The Jewish holiday of Purim falls on the 14th of the Jewish month Adar. This year, this is on March 10. On Purim, the biblical book of Esther is read. The story of Esther remembers the saving of the Jewish in Persia during the reign of Ahasuerus. The story is probably legendary, because none of the names and dates correspond with either biblical chronology or historical data. However, the story of persecution and, fortunately also survival, is an ever-actual one. Purim is a happy holiday, celebrated with food, drinks and laughter. Like Purim, the following mashal combines the serious and the funny.
Ahasuerus responded to Haman’s request: “And the king said to Haman: The silver is given to you; the people also, to do with them as it seems good to you” (Esther 3:11).

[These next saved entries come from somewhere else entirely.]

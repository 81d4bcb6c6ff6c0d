//! Error type for move execution.

use std::fmt;

use super::GameStatus;
use crate::board::{Color, Move, Position};

/// Why a move (or resignation) was rejected.
///
/// Every rejection leaves the game untouched.
#[derive(Debug, Clone, PartialEq, Eq)]
pub enum MoveError {
    /// No move was supplied
    NullMove,
    /// The start square is empty
    NoPieceAtSource { from: Position },
    /// The piece on the start square belongs to the side not on move
    WrongTurn {
        from: Position,
        piece_color: Color,
        to_move: Color,
    },
    /// The move is not in the legal move set for its start square
    IllegalMove { mv: Move },
    /// A promotion type was given for a non-pawn, off the farthest rank, or
    /// naming a king or pawn
    InvalidPromotion { mv: Move },
    /// The game has already ended
    GameOver { status: GameStatus },
}

impl fmt::Display for MoveError {
    fn fmt(&self, f: &mut fmt::Formatter<'_>) -> fmt::Result {
        match self {
            MoveError::NullMove => write!(f, "Move cannot be empty"),
            MoveError::NoPieceAtSource { from } => write!(f, "No piece at {from}"),
            MoveError::WrongTurn {
                from,
                piece_color,
                to_move,
            } => write!(
                f,
                "It is {to_move}'s turn, but the piece at {from} is {piece_color}"
            ),
            MoveError::IllegalMove { mv } => {
                write!(f, "Illegal move from {} to {}", mv.start(), mv.end())
            }
            MoveError::InvalidPromotion { mv } => write!(f, "Invalid promotion in '{mv}'"),
            MoveError::GameOver { status } => write!(f, "Game is over ({status})"),
        }
    }
}

impl std::error::Error for MoveError {}

#[cfg(test)]
mod tests {
    use super::*;

    #[test]
    fn test_display_mentions_squares() {
        let mv: Move = "e2e5".parse().unwrap();
        let err = MoveError::IllegalMove { mv };
        assert!(err.to_string().contains("e2"));
        assert!(err.to_string().contains("e5"));
    }

    #[test]
    fn test_wrong_turn_display() {
        let err = MoveError::WrongTurn {
            from: "e7".parse().unwrap(),
            piece_color: Color::Black,
            to_move: Color::White,
        };
        let text = err.to_string();
        assert!(text.contains("White's turn"));
        assert!(text.contains("e7"));
    }

    #[test]
    fn test_game_over_display() {
        let err = MoveError::GameOver {
            status: GameStatus::Stalemate,
        };
        assert!(err.to_string().contains("stalemate"));
    }
}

Rabbi Abba said: The actions of Ahasuerus and Haman can be understood with a parable; to what may they be compared? To two individuals, one of whom had a mound in the middle of his field and the other of whom had a ditch in the middle of his field, each one suffering from his own predicament. The owner of the ditch, noticing the other’s mound of dirt, said to himself: Who will give me this mound of dirt suitable for filling in my ditch; I would even be willing to pay for it with money, and the owner of the mound, noticing the other’s ditch, said to himself: Who will give me this ditch for money, so that I may use it to remove the mound of earth from my property?

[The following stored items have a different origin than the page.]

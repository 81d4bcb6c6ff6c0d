//! Promotion choices and validation.

use super::{mv, pos};
use crate::board::{Color, Move, MoveParseError, PieceType};
use crate::game::{Game, MoveError};

const PAWN_ON_E7: &str = "7k/4P3/8/8/8/8/8/4K3 w - - 0 1";

#[test]
fn test_four_promotion_choices() {
    let game = Game::from_fen(PAWN_ON_E7);
    let moves = game.valid_moves(pos("e7"));
    assert_eq!(moves.len(), 4);
    for kind in [
        PieceType::Queen,
        PieceType::Rook,
        PieceType::Bishop,
        PieceType::Knight,
    ] {
        assert!(moves.contains(&Move::with_promotion(pos("e7"), pos("e8"), kind)));
    }
    assert!(moves.iter().all(|m| m.promotion().is_some()));
}

#[test]
fn test_promotion_replaces_pawn() {
    let mut game = Game::from_fen(PAWN_ON_E7);
    game.make_move(mv("e7e8q")).unwrap();
    assert!(game
        .board()
        .get(pos("e8"))
        .is_some_and(|p| p.is(Color::White, PieceType::Queen)));
    assert!(game.board().is_empty(pos("e7")));
    assert!(game.is_in_check(Color::Black));
}

#[test]
fn test_underpromotion_to_knight() {
    let mut game = Game::from_fen(PAWN_ON_E7);
    game.make_move(mv("e7e8n")).unwrap();
    assert!(game
        .board()
        .get(pos("e8"))
        .is_some_and(|p| p.is(Color::White, PieceType::Knight)));
}

#[test]
fn test_promotion_choice_is_required() {
    let mut game = Game::from_fen(PAWN_ON_E7);
    assert_eq!(
        game.make_move(mv("e7e8")),
        Err(MoveError::IllegalMove { mv: mv("e7e8") })
    );
}

#[test]
fn test_capture_promotions() {
    let game = Game::from_fen("3r3k/4P3/8/8/8/8/8/4K3 w - - 0 1");
    let moves = game.valid_moves(pos("e7"));
    assert_eq!(moves.len(), 8);
    assert_eq!(moves.to_square(pos("d8")).count(), 4);
}

#[test]
fn test_black_promotes_on_first_rank() {
    let mut game = Game::from_fen("4k3/8/8/8/8/8/3p4/K7 b - - 0 1");
    game.make_move(mv("d2d1r")).unwrap();
    assert!(game
        .board()
        .get(pos("d1"))
        .is_some_and(|p| p.is(Color::Black, PieceType::Rook)));
}

#[test]
fn test_king_promotion_rejected() {
    let mut game = Game::from_fen(PAWN_ON_E7);
    let to_king = Move::with_promotion(pos("e7"), pos("e8"), PieceType::King);
    assert_eq!(
        game.make_move(to_king),
        Err(MoveError::InvalidPromotion { mv: to_king })
    );
    assert_eq!(
        "e7e8k".parse::<Move>(),
        Err(MoveParseError::Promotion { symbol: 'k' })
    );
}

#[test]
fn test_promotion_off_last_rank_rejected() {
    let mut game = Game::new();
    assert_eq!(
        game.make_move(mv("e2e4q")),
        Err(MoveError::InvalidPromotion { mv: mv("e2e4q") })
    );
    assert_eq!(
        game.make_move(mv("g1f3q")),
        Err(MoveError::InvalidPromotion { mv: mv("g1f3q") })
    );
    assert_eq!(game, Game::new());
}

At a later point, one day, they happened to have met one another. The owner of the ditch said to the owner of the mound: Sell me your mound so I can fill in my ditch. The mound’s owner, anxious to rid himself of the excess dirt on his property, said to him: Take it for free; if only you had done so sooner. Similarly, Ahasuerus himself wanted to destroy the Jews. As he was delighted that Haman had similar aspirations and was willing to do the job for him, he demanded no money from him. (Mishnah Megilla 14a)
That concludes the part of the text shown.